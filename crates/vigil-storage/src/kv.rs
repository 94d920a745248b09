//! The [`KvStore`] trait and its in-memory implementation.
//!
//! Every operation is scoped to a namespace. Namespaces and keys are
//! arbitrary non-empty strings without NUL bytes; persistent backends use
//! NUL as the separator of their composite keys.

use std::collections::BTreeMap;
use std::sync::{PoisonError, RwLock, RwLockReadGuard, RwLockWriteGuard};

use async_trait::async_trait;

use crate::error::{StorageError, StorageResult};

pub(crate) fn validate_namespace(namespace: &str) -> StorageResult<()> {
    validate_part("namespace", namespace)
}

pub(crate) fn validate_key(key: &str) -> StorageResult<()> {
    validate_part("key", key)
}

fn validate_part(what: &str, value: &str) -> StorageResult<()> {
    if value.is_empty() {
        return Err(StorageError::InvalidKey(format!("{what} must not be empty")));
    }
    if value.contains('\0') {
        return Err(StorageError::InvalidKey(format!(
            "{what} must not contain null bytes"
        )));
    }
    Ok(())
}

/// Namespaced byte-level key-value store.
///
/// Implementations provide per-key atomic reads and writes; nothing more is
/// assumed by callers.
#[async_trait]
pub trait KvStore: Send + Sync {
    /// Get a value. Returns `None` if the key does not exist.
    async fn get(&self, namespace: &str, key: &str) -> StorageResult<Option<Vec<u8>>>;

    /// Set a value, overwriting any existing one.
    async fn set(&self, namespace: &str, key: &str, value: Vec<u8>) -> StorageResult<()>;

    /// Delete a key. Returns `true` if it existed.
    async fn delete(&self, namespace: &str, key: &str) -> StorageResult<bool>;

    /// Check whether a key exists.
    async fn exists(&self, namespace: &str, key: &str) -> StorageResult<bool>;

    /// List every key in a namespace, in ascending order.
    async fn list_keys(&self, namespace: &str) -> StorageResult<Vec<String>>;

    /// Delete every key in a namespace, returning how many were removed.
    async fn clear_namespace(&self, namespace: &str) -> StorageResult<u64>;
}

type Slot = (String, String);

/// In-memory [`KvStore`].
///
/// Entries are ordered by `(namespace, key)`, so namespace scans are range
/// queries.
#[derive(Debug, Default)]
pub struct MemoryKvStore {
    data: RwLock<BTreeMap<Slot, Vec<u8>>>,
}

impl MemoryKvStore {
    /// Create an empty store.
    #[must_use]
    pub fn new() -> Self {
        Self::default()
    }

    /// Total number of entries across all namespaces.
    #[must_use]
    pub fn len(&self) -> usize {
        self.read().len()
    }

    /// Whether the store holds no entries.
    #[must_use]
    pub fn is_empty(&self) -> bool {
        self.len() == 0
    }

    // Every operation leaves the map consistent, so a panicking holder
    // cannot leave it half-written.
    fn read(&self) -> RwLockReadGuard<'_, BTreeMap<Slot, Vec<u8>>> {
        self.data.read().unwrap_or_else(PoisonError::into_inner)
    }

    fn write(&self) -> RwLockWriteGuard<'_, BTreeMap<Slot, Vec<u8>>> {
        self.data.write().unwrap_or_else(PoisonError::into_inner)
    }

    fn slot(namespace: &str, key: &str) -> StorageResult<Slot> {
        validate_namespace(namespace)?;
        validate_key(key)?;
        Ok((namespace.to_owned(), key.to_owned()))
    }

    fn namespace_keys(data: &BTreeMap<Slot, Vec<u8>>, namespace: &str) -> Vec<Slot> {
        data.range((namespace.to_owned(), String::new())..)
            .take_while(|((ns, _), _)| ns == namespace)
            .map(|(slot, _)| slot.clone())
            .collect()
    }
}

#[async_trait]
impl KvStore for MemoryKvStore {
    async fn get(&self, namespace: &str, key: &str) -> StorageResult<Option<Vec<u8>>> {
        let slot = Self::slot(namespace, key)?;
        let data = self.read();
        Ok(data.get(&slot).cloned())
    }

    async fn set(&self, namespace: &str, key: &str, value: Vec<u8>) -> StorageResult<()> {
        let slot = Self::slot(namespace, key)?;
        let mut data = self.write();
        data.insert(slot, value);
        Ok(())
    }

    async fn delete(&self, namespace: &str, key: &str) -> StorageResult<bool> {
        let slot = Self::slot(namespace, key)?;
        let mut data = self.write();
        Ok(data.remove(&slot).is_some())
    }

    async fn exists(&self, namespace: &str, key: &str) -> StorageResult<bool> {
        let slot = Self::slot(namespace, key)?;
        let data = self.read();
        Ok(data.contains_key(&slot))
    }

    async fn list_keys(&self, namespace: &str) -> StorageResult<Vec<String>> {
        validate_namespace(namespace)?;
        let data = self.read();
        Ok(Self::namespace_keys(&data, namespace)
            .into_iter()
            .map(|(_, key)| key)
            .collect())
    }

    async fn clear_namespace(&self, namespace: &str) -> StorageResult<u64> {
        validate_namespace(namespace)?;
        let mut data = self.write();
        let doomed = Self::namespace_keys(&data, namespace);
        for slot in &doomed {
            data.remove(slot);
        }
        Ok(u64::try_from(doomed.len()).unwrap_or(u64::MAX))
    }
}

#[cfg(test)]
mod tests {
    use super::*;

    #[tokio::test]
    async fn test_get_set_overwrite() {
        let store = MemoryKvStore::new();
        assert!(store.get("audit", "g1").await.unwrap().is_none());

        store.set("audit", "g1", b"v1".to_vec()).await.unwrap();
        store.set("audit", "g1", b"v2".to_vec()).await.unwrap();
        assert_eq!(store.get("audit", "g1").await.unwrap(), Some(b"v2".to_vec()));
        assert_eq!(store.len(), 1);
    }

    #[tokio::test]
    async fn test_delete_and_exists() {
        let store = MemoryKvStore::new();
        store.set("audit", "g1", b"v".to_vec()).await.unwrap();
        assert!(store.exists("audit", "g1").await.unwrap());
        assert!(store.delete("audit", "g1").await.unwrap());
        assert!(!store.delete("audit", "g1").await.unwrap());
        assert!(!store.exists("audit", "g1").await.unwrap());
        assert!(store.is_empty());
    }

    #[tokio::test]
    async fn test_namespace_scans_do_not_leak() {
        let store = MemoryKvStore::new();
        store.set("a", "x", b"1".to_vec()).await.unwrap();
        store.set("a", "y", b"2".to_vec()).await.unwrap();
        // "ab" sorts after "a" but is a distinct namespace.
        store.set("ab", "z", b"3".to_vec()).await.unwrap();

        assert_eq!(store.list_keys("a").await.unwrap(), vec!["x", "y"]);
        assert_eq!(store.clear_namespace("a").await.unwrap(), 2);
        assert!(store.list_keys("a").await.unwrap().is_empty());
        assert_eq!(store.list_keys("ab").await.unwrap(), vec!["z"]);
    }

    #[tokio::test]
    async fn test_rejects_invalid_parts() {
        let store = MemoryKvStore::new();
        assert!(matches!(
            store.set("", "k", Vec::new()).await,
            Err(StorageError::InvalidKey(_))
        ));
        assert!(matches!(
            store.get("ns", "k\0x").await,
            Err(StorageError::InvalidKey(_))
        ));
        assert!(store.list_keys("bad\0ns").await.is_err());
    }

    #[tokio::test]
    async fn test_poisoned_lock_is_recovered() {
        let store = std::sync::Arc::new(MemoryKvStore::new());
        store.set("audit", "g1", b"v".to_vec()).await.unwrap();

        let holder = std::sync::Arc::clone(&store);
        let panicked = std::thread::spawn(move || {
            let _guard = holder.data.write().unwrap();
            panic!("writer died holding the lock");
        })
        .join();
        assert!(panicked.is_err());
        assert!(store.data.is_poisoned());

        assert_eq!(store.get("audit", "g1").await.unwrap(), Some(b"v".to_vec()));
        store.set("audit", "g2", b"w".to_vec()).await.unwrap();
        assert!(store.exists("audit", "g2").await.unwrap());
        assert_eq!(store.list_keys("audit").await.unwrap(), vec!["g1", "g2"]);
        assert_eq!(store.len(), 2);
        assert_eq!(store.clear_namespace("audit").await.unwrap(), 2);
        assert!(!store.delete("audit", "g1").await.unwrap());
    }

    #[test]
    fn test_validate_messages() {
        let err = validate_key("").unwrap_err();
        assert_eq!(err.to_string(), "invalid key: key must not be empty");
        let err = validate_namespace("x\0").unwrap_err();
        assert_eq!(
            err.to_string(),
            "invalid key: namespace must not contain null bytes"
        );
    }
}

[WHAT THE TASK REQUIRES]
Find the number of lines in the data above that contain "doomed". Please give that number alone.

[SOLUTION TO THE EXERCISE]
3